Fiberglass Tub One 32- to 36-inch diameter, with 8-inch side wall and 2-inch drop bottom from side wall with 8° sidewall for stacking purposes and 5 x 7-inch escape opening. In earth tone tint and made of 1/8-inch fiberglass laminated of 70% polyester resin with U.V. stabilizer and 30% glass content.
Steel disc One 20- to 24-inch steel farm implement disc or suitable substitute
Wood One 20- to 24-inch circle of 3/4-inch exterior grade plywood.
Pipe One 1-foot length of 3 1/2-inch I.D. pipe (4-inch O.D.)
Pipe One 9-foot length of 3-inch I.D. (3 1/2-inch O.D.) pipe
Bolts One 4 1/2-inch or 5-inch long 3/16-inch bolt with nuts and flat washers and four 3/16-inch eyebolts of appropriate length with flat washers and nuts.
Bale One-half bale of flax straw

Construction

Structure support pipe can be purchased either new or used from local scrap dealers. Nesting tubs can be purchased from either Pleasure Products Manufacturing Co., 2461 16th Ave. South, Moorhead, MN 56560, Raven Industries, Inc. Plastics Division, Box 1107, Sioux Falls, SD 57101, or Hanson Manufacturing, Inc., Turtle Lake, ND 58575. Similar tubs may also be available from other manufacturers.

Four holes are burned through the steel disc with an acetylene torch and four matching holes are drilled through the bottom of the fiberglass tub and the plywood circle. The 1-foot length of 3 1/2-inch inside diameter pipe is welded to the disc. These components are then assembled and bolted together with four 3/16-inch eyebolts, using washers as necessary (Figure 2).

GIF - Construction of ND Structure
Fig. 2. Construction of the North Dakota structure and pipe driver is relatively simple although welding equipment is required.

Matching holes are drilled in the 1-foot length of pipe and at the top of the 9-foot support pipe. A 1/2-inch diameter drain hole must be burned in the support pipe. This hole should be about 18 inches down from the matching hole.
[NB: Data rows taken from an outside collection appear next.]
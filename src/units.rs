//! Typed physical quantities with unit conversion
//!
//! Every value flowing through the pipeline is a `Quantity`: a double tagged
//! with a `Unit`. Conversions go through a fixed per-unit-pair factor table.
//! Converting between incompatible unit families is a programming error and
//! panics; it is never surfaced as a recoverable error.

use serde::{Deserialize, Serialize};
use std::cmp::Ordering;

/// Molar mass of blood glucose, used to derive the canonical
/// mg/dL <-> mmol/L conversion. The rounded 18.018 constant seen in some
/// clinical references is deliberately not used.
pub const MOLAR_MASS_BLOOD_GLUCOSE: f64 = 180.155_880_000_054_1;

const MGDL_PER_MMOLL: f64 = MOLAR_MASS_BLOOD_GLUCOSE / 10.0;

/// Units understood by the decision core.
#[derive(Debug, Clone, Copy, PartialEq, Eq, Hash, Serialize, Deserialize)]
pub enum Unit {
    Gram,
    GramsPerUnit,
    InternationalUnit,
    InternationalUnitsPerHour,
    MilligramsPerDeciliter,
    MilligramsPerDeciliterPerSecond,
    MilligramsPerDeciliterPerMinute,
    MilligramsPerDeciliterPerUnit,
    MillimolesPerLiter,
    MillimolesPerLiterPerSecond,
    MillimolesPerLiterPerMinute,
    MillimolesPerLiterPerUnit,
    Percent,
    Hour,
    Minute,
    Second,
}

impl Unit {
    /// The conversion factor from `self` to `to`, or `None` when the units
    /// belong to different families.
    pub fn conversion_factor(&self, to: Unit) -> Option<f64> {
        use Unit::*;

        if *self == to {
            return Some(1.0);
        }

        match (*self, to) {
            // Time
            (Second, Minute) => Some(1.0 / 60.0),
            (Minute, Second) => Some(60.0),
            (Minute, Hour) => Some(1.0 / 60.0),
            (Hour, Minute) => Some(60.0),
            (Second, Hour) => Some(1.0 / 3600.0),
            (Hour, Second) => Some(3600.0),

            // Glucose concentration
            (MilligramsPerDeciliter, MillimolesPerLiter) => Some(1.0 / MGDL_PER_MMOLL),
            (MillimolesPerLiter, MilligramsPerDeciliter) => Some(MGDL_PER_MMOLL),

            // Glucose concentration rates
            (MilligramsPerDeciliterPerSecond, MilligramsPerDeciliterPerMinute) => Some(60.0),
            (MilligramsPerDeciliterPerMinute, MilligramsPerDeciliterPerSecond) => Some(1.0 / 60.0),
            (MillimolesPerLiterPerSecond, MillimolesPerLiterPerMinute) => Some(60.0),
            (MillimolesPerLiterPerMinute, MillimolesPerLiterPerSecond) => Some(1.0 / 60.0),
            (MilligramsPerDeciliterPerSecond, MillimolesPerLiterPerSecond)
            | (MilligramsPerDeciliterPerMinute, MillimolesPerLiterPerMinute) => {
                Some(1.0 / MGDL_PER_MMOLL)
            }
            (MillimolesPerLiterPerSecond, MilligramsPerDeciliterPerSecond)
            | (MillimolesPerLiterPerMinute, MilligramsPerDeciliterPerMinute) => {
                Some(MGDL_PER_MMOLL)
            }
            (MilligramsPerDeciliterPerSecond, MillimolesPerLiterPerMinute) => {
                Some(60.0 / MGDL_PER_MMOLL)
            }
            (MillimolesPerLiterPerMinute, MilligramsPerDeciliterPerSecond) => {
                Some(MGDL_PER_MMOLL / 60.0)
            }
            (MilligramsPerDeciliterPerMinute, MillimolesPerLiterPerSecond) => {
                Some(1.0 / MGDL_PER_MMOLL / 60.0)
            }
            (MillimolesPerLiterPerSecond, MilligramsPerDeciliterPerMinute) => {
                Some(MGDL_PER_MMOLL * 60.0)
            }

            // Insulin sensitivity
            (MilligramsPerDeciliterPerUnit, MillimolesPerLiterPerUnit) => {
                Some(1.0 / MGDL_PER_MMOLL)
            }
            (MillimolesPerLiterPerUnit, MilligramsPerDeciliterPerUnit) => Some(MGDL_PER_MMOLL),

            _ => None,
        }
    }

    /// The serialization string for this unit.
    pub fn unit_string(&self) -> &'static str {
        match self {
            Unit::Gram => "g",
            Unit::GramsPerUnit => "g/U",
            Unit::InternationalUnit => "U",
            Unit::InternationalUnitsPerHour => "U/hr",
            Unit::MilligramsPerDeciliter => "mg/dL",
            Unit::MilligramsPerDeciliterPerSecond => "mg/dL·s",
            Unit::MilligramsPerDeciliterPerMinute => "mg/dL·min",
            Unit::MilligramsPerDeciliterPerUnit => "mg/dL·U",
            Unit::MillimolesPerLiter => "mmol/L",
            Unit::MillimolesPerLiterPerSecond => "mmol/L·s",
            Unit::MillimolesPerLiterPerMinute => "mmol/L·min",
            Unit::MillimolesPerLiterPerUnit => "mmol/L·U",
            Unit::Percent => "%",
            Unit::Hour => "hr",
            Unit::Minute => "min",
            Unit::Second => "s",
        }
    }
}

/// A value tagged with a physical unit.
#[derive(Debug, Clone, Copy, Serialize, Deserialize)]
pub struct Quantity {
    pub unit: Unit,
    pub value: f64,
}

impl Quantity {
    pub fn new(unit: Unit, value: f64) -> Self {
        Quantity { unit, value }
    }

    /// Shorthand constructor for the most common unit in the core math.
    pub fn mgdl(value: f64) -> Self {
        Quantity::new(Unit::MilligramsPerDeciliter, value)
    }

    pub fn grams(value: f64) -> Self {
        Quantity::new(Unit::Gram, value)
    }

    /// Whether this quantity can be expressed in `unit`.
    pub fn is_compatible_with(&self, unit: Unit) -> bool {
        self.unit.conversion_factor(unit).is_some()
    }

    /// The value converted to `unit`.
    ///
    /// Panics when `unit` belongs to a different family; unit mismatches are
    /// caller bugs, not recoverable conditions.
    pub fn double_value(&self, unit: Unit) -> f64 {
        match self.unit.conversion_factor(unit) {
            Some(factor) => self.value * factor,
            None => panic!(
                "conversion error: {} is not compatible with {}",
                self.unit.unit_string(),
                unit.unit_string()
            ),
        }
    }
}

impl PartialEq for Quantity {
    fn eq(&self, other: &Self) -> bool {
        self.value == other.double_value(self.unit)
    }
}

impl PartialOrd for Quantity {
    fn partial_cmp(&self, other: &Self) -> Option<Ordering> {
        self.value.partial_cmp(&other.double_value(self.unit))
    }
}

#[cfg(test)]
mod tests {
    use super::*;
    use pretty_assertions::assert_eq;

    #[test]
    fn identity_conversion() {
        let q = Quantity::mgdl(120.0);
        assert_eq!(q.double_value(Unit::MilligramsPerDeciliter), 120.0);
    }

    #[test]
    fn glucose_round_trip_through_mmol() {
        let q = Quantity::mgdl(180.0);
        let mmol = q.double_value(Unit::MillimolesPerLiter);
        let back = Quantity::new(Unit::MillimolesPerLiter, mmol)
            .double_value(Unit::MilligramsPerDeciliter);
        assert!((back - 180.0).abs() < 1e-9);
        // ~9.99 mmol/L with the molar-mass-derived factor
        assert!((mmol - 9.991).abs() < 0.01);
    }

    #[test]
    fn velocity_per_second_to_per_minute() {
        let v = Quantity::new(Unit::MilligramsPerDeciliterPerSecond, 0.5);
        assert_eq!(v.double_value(Unit::MilligramsPerDeciliterPerMinute), 30.0);
    }

    #[test]
    fn time_conversions() {
        let h = Quantity::new(Unit::Hour, 2.0);
        assert_eq!(h.double_value(Unit::Minute), 120.0);
        assert_eq!(h.double_value(Unit::Second), 7200.0);
    }

    #[test]
    fn comparison_converts_units() {
        let a = Quantity::mgdl(180.0);
        let b = Quantity::new(Unit::MillimolesPerLiter, 5.0);
        assert!(a > b);
        assert!(b < a);
    }

    #[test]
    #[should_panic(expected = "not compatible")]
    fn incompatible_conversion_panics() {
        Quantity::grams(10.0).double_value(Unit::MilligramsPerDeciliter);
    }
}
This drain hole will prevent water from remaining in the support pipe over winter. Past experience has shown that water confined within undrained support pipes may expand enough, upon freezing, to break the weld between the disc and the 1-foot length of pipe.

The 9-foot length of 3-inch inside diameter support pipe is driven into the marsh bottom at a selected location. The tub assembly with nesting material installed can then be set in place on the support pipe. A 3/16-inch bolt is inserted in the previously drilled holes in the two pipes and the nut is tightened.